## TASK TO CARRY OUT:
Where a line holds the word "claimed", count it, then give only the total for the entries below.

[SUPPLIED DATA — start]

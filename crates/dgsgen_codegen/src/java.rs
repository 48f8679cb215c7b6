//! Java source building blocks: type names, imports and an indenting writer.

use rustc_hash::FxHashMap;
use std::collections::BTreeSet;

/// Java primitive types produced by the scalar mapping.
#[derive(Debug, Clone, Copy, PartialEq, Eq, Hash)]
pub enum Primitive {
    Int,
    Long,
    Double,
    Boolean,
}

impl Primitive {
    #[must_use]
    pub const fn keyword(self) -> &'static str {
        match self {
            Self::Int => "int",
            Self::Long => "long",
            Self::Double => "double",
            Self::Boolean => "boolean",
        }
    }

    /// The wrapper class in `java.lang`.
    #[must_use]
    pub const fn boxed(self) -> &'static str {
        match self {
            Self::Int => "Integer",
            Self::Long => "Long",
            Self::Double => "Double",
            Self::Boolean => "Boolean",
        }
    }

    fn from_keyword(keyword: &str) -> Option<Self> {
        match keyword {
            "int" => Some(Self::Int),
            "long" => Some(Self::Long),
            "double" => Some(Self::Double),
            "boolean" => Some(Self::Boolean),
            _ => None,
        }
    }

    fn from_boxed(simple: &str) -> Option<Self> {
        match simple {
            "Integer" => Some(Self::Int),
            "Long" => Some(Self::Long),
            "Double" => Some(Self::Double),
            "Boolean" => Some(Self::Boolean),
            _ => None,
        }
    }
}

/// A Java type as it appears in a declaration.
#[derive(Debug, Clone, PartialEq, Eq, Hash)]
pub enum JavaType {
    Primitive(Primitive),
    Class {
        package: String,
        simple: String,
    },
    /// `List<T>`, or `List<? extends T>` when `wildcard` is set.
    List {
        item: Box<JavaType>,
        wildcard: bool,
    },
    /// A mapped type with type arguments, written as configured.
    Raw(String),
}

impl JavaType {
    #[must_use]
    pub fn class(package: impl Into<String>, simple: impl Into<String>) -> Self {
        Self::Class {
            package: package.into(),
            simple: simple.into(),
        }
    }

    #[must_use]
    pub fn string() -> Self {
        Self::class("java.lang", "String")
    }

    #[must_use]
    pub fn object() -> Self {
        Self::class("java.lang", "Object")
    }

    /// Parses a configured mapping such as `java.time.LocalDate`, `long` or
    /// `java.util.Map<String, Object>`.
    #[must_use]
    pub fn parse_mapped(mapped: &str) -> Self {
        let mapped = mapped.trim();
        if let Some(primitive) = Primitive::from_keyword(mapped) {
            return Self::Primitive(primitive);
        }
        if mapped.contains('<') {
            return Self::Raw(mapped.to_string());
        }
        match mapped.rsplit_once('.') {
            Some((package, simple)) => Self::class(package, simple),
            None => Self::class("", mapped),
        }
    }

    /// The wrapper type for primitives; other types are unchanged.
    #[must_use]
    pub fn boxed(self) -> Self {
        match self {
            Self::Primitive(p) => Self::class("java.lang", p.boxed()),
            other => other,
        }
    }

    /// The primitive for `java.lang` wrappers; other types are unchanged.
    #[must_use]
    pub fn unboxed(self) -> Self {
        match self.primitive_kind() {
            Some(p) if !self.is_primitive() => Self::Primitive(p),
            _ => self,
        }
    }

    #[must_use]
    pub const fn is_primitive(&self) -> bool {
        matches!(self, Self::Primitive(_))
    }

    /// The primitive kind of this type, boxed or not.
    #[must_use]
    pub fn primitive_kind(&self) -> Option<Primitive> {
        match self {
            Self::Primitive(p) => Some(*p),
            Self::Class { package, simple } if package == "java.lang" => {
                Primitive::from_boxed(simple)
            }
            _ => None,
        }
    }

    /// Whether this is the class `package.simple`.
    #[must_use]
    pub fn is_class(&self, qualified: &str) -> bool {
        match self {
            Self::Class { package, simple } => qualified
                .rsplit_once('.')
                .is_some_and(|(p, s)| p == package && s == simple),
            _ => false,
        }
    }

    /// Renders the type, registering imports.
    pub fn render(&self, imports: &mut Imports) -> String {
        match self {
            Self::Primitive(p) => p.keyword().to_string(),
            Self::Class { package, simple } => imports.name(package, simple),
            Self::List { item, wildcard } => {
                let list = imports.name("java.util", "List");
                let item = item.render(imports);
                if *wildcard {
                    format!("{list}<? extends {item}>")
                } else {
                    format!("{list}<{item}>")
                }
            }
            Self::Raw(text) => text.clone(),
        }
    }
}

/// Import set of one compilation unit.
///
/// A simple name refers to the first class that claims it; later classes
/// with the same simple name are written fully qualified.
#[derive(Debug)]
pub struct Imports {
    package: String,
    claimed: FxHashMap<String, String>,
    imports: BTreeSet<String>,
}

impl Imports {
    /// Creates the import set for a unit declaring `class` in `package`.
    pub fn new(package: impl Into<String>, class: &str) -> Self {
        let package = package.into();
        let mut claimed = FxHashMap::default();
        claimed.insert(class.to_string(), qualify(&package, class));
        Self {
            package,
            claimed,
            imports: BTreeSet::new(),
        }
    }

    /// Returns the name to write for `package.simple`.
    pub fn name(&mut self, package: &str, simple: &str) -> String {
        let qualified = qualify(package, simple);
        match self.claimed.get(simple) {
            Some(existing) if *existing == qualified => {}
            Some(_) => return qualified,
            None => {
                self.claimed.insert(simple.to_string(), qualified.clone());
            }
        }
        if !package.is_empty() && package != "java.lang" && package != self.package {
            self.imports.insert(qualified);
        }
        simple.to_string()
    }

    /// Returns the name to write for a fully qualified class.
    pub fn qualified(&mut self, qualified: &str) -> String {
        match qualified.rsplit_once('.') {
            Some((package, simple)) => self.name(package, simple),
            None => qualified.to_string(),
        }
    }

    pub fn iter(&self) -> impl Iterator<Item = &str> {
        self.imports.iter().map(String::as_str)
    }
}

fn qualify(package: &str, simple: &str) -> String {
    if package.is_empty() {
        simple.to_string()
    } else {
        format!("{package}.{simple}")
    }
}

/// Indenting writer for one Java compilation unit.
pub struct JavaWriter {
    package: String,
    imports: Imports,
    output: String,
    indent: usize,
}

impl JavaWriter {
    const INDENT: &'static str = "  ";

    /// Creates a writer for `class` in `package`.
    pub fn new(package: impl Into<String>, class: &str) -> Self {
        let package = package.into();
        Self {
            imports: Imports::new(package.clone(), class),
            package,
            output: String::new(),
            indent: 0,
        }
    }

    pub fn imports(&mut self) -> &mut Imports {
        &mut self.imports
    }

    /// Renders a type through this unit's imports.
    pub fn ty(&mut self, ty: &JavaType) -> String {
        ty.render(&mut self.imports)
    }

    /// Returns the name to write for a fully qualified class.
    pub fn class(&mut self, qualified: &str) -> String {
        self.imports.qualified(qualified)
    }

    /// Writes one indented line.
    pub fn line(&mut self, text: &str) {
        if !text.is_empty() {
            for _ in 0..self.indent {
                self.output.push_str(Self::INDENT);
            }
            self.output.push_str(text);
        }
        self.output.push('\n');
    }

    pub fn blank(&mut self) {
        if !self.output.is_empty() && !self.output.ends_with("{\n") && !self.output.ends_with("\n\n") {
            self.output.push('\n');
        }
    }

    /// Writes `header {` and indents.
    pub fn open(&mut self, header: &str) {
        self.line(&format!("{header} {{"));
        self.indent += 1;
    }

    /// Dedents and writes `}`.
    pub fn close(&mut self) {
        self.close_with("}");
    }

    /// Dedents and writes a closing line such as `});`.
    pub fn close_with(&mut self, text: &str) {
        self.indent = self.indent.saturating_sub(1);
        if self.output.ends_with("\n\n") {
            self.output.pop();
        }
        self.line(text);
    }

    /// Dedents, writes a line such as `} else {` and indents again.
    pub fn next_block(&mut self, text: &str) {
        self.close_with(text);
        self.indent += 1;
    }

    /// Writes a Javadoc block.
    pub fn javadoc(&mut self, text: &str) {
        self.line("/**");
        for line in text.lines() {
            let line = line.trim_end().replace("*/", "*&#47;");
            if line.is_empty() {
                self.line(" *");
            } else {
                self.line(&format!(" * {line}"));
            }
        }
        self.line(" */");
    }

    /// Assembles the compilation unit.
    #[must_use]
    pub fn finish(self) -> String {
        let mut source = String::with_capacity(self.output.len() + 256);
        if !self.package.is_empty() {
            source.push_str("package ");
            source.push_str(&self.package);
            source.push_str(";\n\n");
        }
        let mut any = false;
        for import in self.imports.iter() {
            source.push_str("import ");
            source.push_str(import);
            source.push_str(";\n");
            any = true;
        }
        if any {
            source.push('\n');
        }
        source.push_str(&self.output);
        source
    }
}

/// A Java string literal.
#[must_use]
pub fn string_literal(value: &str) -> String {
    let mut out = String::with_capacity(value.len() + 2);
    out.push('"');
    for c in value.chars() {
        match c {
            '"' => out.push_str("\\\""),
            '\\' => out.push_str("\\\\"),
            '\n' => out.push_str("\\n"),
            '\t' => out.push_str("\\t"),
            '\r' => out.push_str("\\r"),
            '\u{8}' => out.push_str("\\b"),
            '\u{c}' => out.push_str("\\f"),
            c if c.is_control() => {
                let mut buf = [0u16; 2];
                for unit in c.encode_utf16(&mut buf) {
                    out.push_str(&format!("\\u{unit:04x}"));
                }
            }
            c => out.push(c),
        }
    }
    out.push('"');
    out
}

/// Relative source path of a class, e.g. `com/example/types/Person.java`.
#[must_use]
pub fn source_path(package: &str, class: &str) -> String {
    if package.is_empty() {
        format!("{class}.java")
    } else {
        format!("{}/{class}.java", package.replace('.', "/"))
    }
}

[SUPPLIED DATA — finish]

## FINISHED EXERCISE:
6